3. time to restore data as of a term to which data will be restored after

Cyber security incident, and



c) business continuity management strategy, which includes the fulfillment of the objectives of the

referred to in subparagraph (b)).



(2) the Authority and a person referred to in paragraph 3 (b). (c)), and (d)) of the law on



and evaluates and documents the) potential impact of cyber security

incidents and assess the possible risks related to threats to the continuity of the

activities,



(b)) provides updates and regularly tests plans for continuity of operations

critical information infrastructure information system and communication

of critical information infrastructure,



c) measures to increase the resilience of the implements of information system

critical information infrastructure and communication system critical

information infrastructure against cyber incidents

and uses a tool for ensuring the levels of availability pursuant to section 26 and



(d)) shall be established and updated procedures for the implementation of the measures issued by the authority

pursuant to section 13 and 14 of the law, which will take into account



1. the results of the risk assessment the implementation of measures,



2. status of the concerned security measures and



3. evaluation of possible negative impacts on the operation and safety

critical information infrastructure information system or

communication of critical information infrastructure.



§ 15



Review and audit of critical information infrastructure and significant

information systems



(1) the Authority and a person referred to in paragraph 3 (b). (c)) to (e)) of the Act under the control of

and audit of critical information infrastructure and important information

systems (hereinafter referred to as "cyber-security audit")

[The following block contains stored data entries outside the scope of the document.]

//! REST implementation of [`ResourceClient`] over reqwest

use crate::config::ConsoleConfig;
use crate::core::error::TransportError;
use crate::core::resource::{Record, RecordId, Resource};
use crate::core::service::{Operation, ResourceClient};
use async_trait::async_trait;
use serde::de::DeserializeOwned;
use std::marker::PhantomData;

/// Talks JSON to `<base_url>/<path>` and `<base_url>/<path>/<id>`
#[derive(Debug, Clone)]
pub struct HttpResourceClient<R> {
    http: reqwest::Client,
    base_url: String,
    path: String,
    _resource: PhantomData<fn() -> R>,
}

impl<R: Resource> HttpResourceClient<R> {
    /// Client for the resource's default collection path
    pub fn new(http: reqwest::Client, base_url: impl Into<String>) -> Self {
        let base_url = base_url.into().trim_end_matches('/').to_string();
        Self {
            http,
            base_url,
            path: R::KIND.path().to_string(),
            _resource: PhantomData,
        }
    }

    /// Client configured from [`ConsoleConfig`], honouring path overrides
    pub fn from_config(http: reqwest::Client, config: &ConsoleConfig) -> Self {
        Self::new(http, config.api.base_url.as_str()).with_path(config.resource_path(R::KIND))
    }

    /// Override the collection path segment
    pub fn with_path(mut self, path: impl Into<String>) -> Self {
        self.path = path.into().trim_matches('/').to_string();
        self
    }

    pub fn collection_url(&self) -> String {
        format!("{}/{}", self.base_url, self.path)
    }

    pub fn item_url(&self, id: &RecordId) -> String {
        format!("{}/{}/{}", self.base_url, self.path, id)
    }

    fn network_error(&self, operation: Operation, err: reqwest::Error) -> TransportError {
        TransportError::Network {
            resource: R::KIND.path(),
            operation,
            message: err.to_string(),
        }
    }

    /// Send the request and turn any non-2xx answer into an error
    async fn execute(
        &self,
        operation: Operation,
        request: reqwest::RequestBuilder,
    ) -> Result<Vec<u8>, TransportError> {
        let response = request
            .send()
            .await
            .map_err(|e| self.network_error(operation, e))?;

        let status = response.status();
        if !status.is_success() {
            let body = response.text().await.unwrap_or_default();
            tracing::warn!(
                resource = R::KIND.path(),
                operation = %operation,
                status = status.as_u16(),
                "request rejected by server"
            );
            return Err(TransportError::Status {
                resource: R::KIND.path(),
                operation,
                status: status.as_u16(),
                body,
            });
        }

        let bytes = response
            .bytes()
            .await
            .map_err(|e| self.network_error(operation, e))?;
        Ok(bytes.to_vec())
    }

    fn decode<T: DeserializeOwned>(
        &self,
        operation: Operation,
        body: &[u8],
    ) -> Result<T, TransportError> {
        serde_json::from_slice(body).map_err(|e| TransportError::Decode {
            resource: R::KIND.path(),
            operation,
            message: e.to_string(),
        })
    }
}

#[async_trait]
impl<R: Resource> ResourceClient<R> for HttpResourceClient<R> {
    async fn list(&self) -> Result<Vec<Record<R>>, TransportError> {
        let url = self.collection_url();
        tracing::debug!(resource = R::KIND.path(), %url, "GET collection");

        let body = self.execute(Operation::List, self.http.get(&url)).await?;
        let records: Vec<Record<R>> = self.decode(Operation::List, &body)?;

        tracing::debug!(resource = R::KIND.path(), count = records.len(), "collection fetched");
        Ok(records)
    }

    async fn create(&self, payload: &R) -> Result<Record<R>, TransportError> {
        let url = self.collection_url();
        tracing::debug!(resource = R::KIND.path(), %url, "POST record");

        let body = self
            .execute(Operation::Create, self.http.post(&url).json(payload))
            .await?;
        let record: Record<R> = self.decode(Operation::Create, &body)?;

        tracing::info!(resource = R::KIND.path(), id = %record.id, "record created");
        Ok(record)
    }

    async fn update(&self, id: &RecordId, payload: &R) -> Result<Record<R>, TransportError> {
        let url = self.item_url(id);
        tracing::debug!(resource = R::KIND.path(), %url, "PUT record");

        let body = self
            .execute(Operation::Update, self.http.put(&url).json(payload))
            .await?;

        // Some endpoints answer an update with an empty body
        let record = if body.iter().all(u8::is_ascii_whitespace) {
            Record::new(id.clone(), payload.clone())
        } else {
            self.decode(Operation::Update, &body)?
        };

        tracing::info!(resource = R::KIND.path(), id = %id, "record updated");
        Ok(record)
    }

    async fn delete(&self, id: &RecordId) -> Result<(), TransportError> {
        let url = self.item_url(id);
        tracing::debug!(resource = R::KIND.path(), %url, "DELETE record");

        self.execute(Operation::Delete, self.http.delete(&url)).await?;

        tracing::info!(resource = R::KIND.path(), id = %id, "record deleted");
        Ok(())
    }
}
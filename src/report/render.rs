//! Document renderers

use super::{Block, Document};
use crate::core::error::ReportError;
use comfy_table::Table;
use comfy_table::presets::ASCII_FULL;
use std::path::{Path, PathBuf};

/// Separates pages in text output
pub const PAGE_BREAK: char = '\u{000C}';

/// Lays a [`Document`] out and writes it to disk
pub trait Renderer: Send + Sync {
    fn render(&self, doc: &Document) -> String;

    /// Write `<out_dir>/<file_name>`, creating `out_dir` if needed
    fn write(&self, doc: &Document, out_dir: &Path) -> Result<PathBuf, ReportError> {
        let path = out_dir.join(&doc.file_name);
        std::fs::create_dir_all(out_dir).map_err(|source| ReportError::Io {
            path: out_dir.to_path_buf(),
            source,
        })?;
        std::fs::write(&path, self.render(doc)).map_err(|source| ReportError::Io {
            path: path.clone(),
            source,
        })?;

        tracing::info!(path = %path.display(), pages = doc.page_count(), "report written");
        Ok(path)
    }
}

/// Plain-text layout; tables are drawn with comfy-table
#[derive(Debug, Clone, Copy, Default)]
pub struct TextRenderer;

impl TextRenderer {
    fn table(head: &[String], rows: &[Vec<String>]) -> String {
        let mut table = Table::new();
        table.load_preset(ASCII_FULL);
        table.set_header(head.to_vec());
        for row in rows {
            table.add_row(row.clone());
        }
        table.to_string()
    }
}

impl Renderer for TextRenderer {
    fn render(&self, doc: &Document) -> String {
        let total = doc.page_count();
        let mut pages = Vec::with_capacity(total);

        for (n, page) in doc.pages.iter().enumerate() {
            let mut out = String::new();
            for block in &page.blocks {
                match block {
                    Block::Heading(text) => {
                        out.push_str(text);
                        out.push('\n');
                        out.push_str(&"=".repeat(text.chars().count()));
                        out.push_str("\n\n");
                    }
                    Block::Text(text) => {
                        out.push_str(text);
                        out.push('\n');
                    }
                    Block::Table { head, rows } => {
                        out.push_str(&Self::table(head, rows));
                        out.push_str("\n\n");
                    }
                }
            }
            out.push_str(&format!("\nPage {} of {}\n", n + 1, total));
            pages.push(out);
        }

        pages.join(&format!("{}\n", PAGE_BREAK))
    }
}
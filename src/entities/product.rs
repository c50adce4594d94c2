//! Shop inventory

use crate::core::error::ValidationError;
use crate::core::resource::{FormMode, FormValues, NameIndex, Resource, ResourceKind};
use crate::core::validation::{FormReader, filters};
use crate::report::format::{money, short_date};
use crate::report::tabular::Tabular;
use chrono::{DateTime, Utc};
use serde::{Deserialize, Serialize};

#[derive(Debug, Clone, PartialEq, Serialize, Deserialize)]
#[serde(rename_all = "camelCase")]
pub struct Product {
    pub name: String,
    pub category: String,
    pub quantity: u32,
    pub price_per_unit: f64,
    pub last_restock_date: DateTime<Utc>,
}

impl Resource for Product {
    const KIND: ResourceKind = ResourceKind::Product;

    fn blank_form() -> FormValues {
        FormValues::new()
            .with("name", "")
            .with("category", "")
            .with("quantity", "")
            .with("pricePerUnit", "")
            .with("lastRestockDate", "")
    }

    fn to_form(&self) -> FormValues {
        FormValues::new()
            .with("name", self.name.as_str())
            .with("category", self.category.as_str())
            .with("quantity", self.quantity.to_string())
            .with("pricePerUnit", filters::number_to_input(self.price_per_unit))
            .with("lastRestockDate", self.last_restock_date.to_rfc3339())
    }

    fn from_form(form: &FormValues, _mode: FormMode) -> Result<Self, ValidationError> {
        let mut r = FormReader::new(form);
        let product = Product {
            name: r.text("name"),
            category: r.text("category"),
            quantity: r.count("quantity"),
            price_per_unit: r.amount("pricePerUnit"),
            last_restock_date: r.date("lastRestockDate"),
        };
        r.finish(product)
    }

    fn search_keys(&self, _index: &NameIndex) -> Vec<String> {
        vec![self.name.clone()]
    }

    fn label(&self) -> String {
        self.name.clone()
    }

    fn amount(&self, column: &str) -> Option<f64> {
        match column {
            "quantity" => Some(f64::from(self.quantity)),
            "pricePerUnit" => Some(self.price_per_unit),
            _ => None,
        }
    }
}

impl Tabular for Product {
    fn report_title() -> &'static str {
        "Product Report"
    }

    fn columns() -> &'static [&'static str] {
        &[
            "Name",
            "Category",
            "Quantity",
            "Price Per Unit",
            "Last Restock Date",
        ]
    }

    fn row(&self, _index: &NameIndex) -> Vec<String> {
        vec![
            self.name.clone(),
            self.category.clone(),
            self.quantity.to_string(),
            money(self.price_per_unit),
            short_date(&self.last_restock_date),
        ]
    }
}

and) assess the consistency of security measures with the law,

the internal regulations, other regulations and contractual obligations relating

to critical information infrastructure information system,

communication of critical information infrastructure and significant

information system and identify measures for its enforcement and



(b)) performs regular checks and documents the compliance with safety

policy and the results of these checks shall take into account in the development plan.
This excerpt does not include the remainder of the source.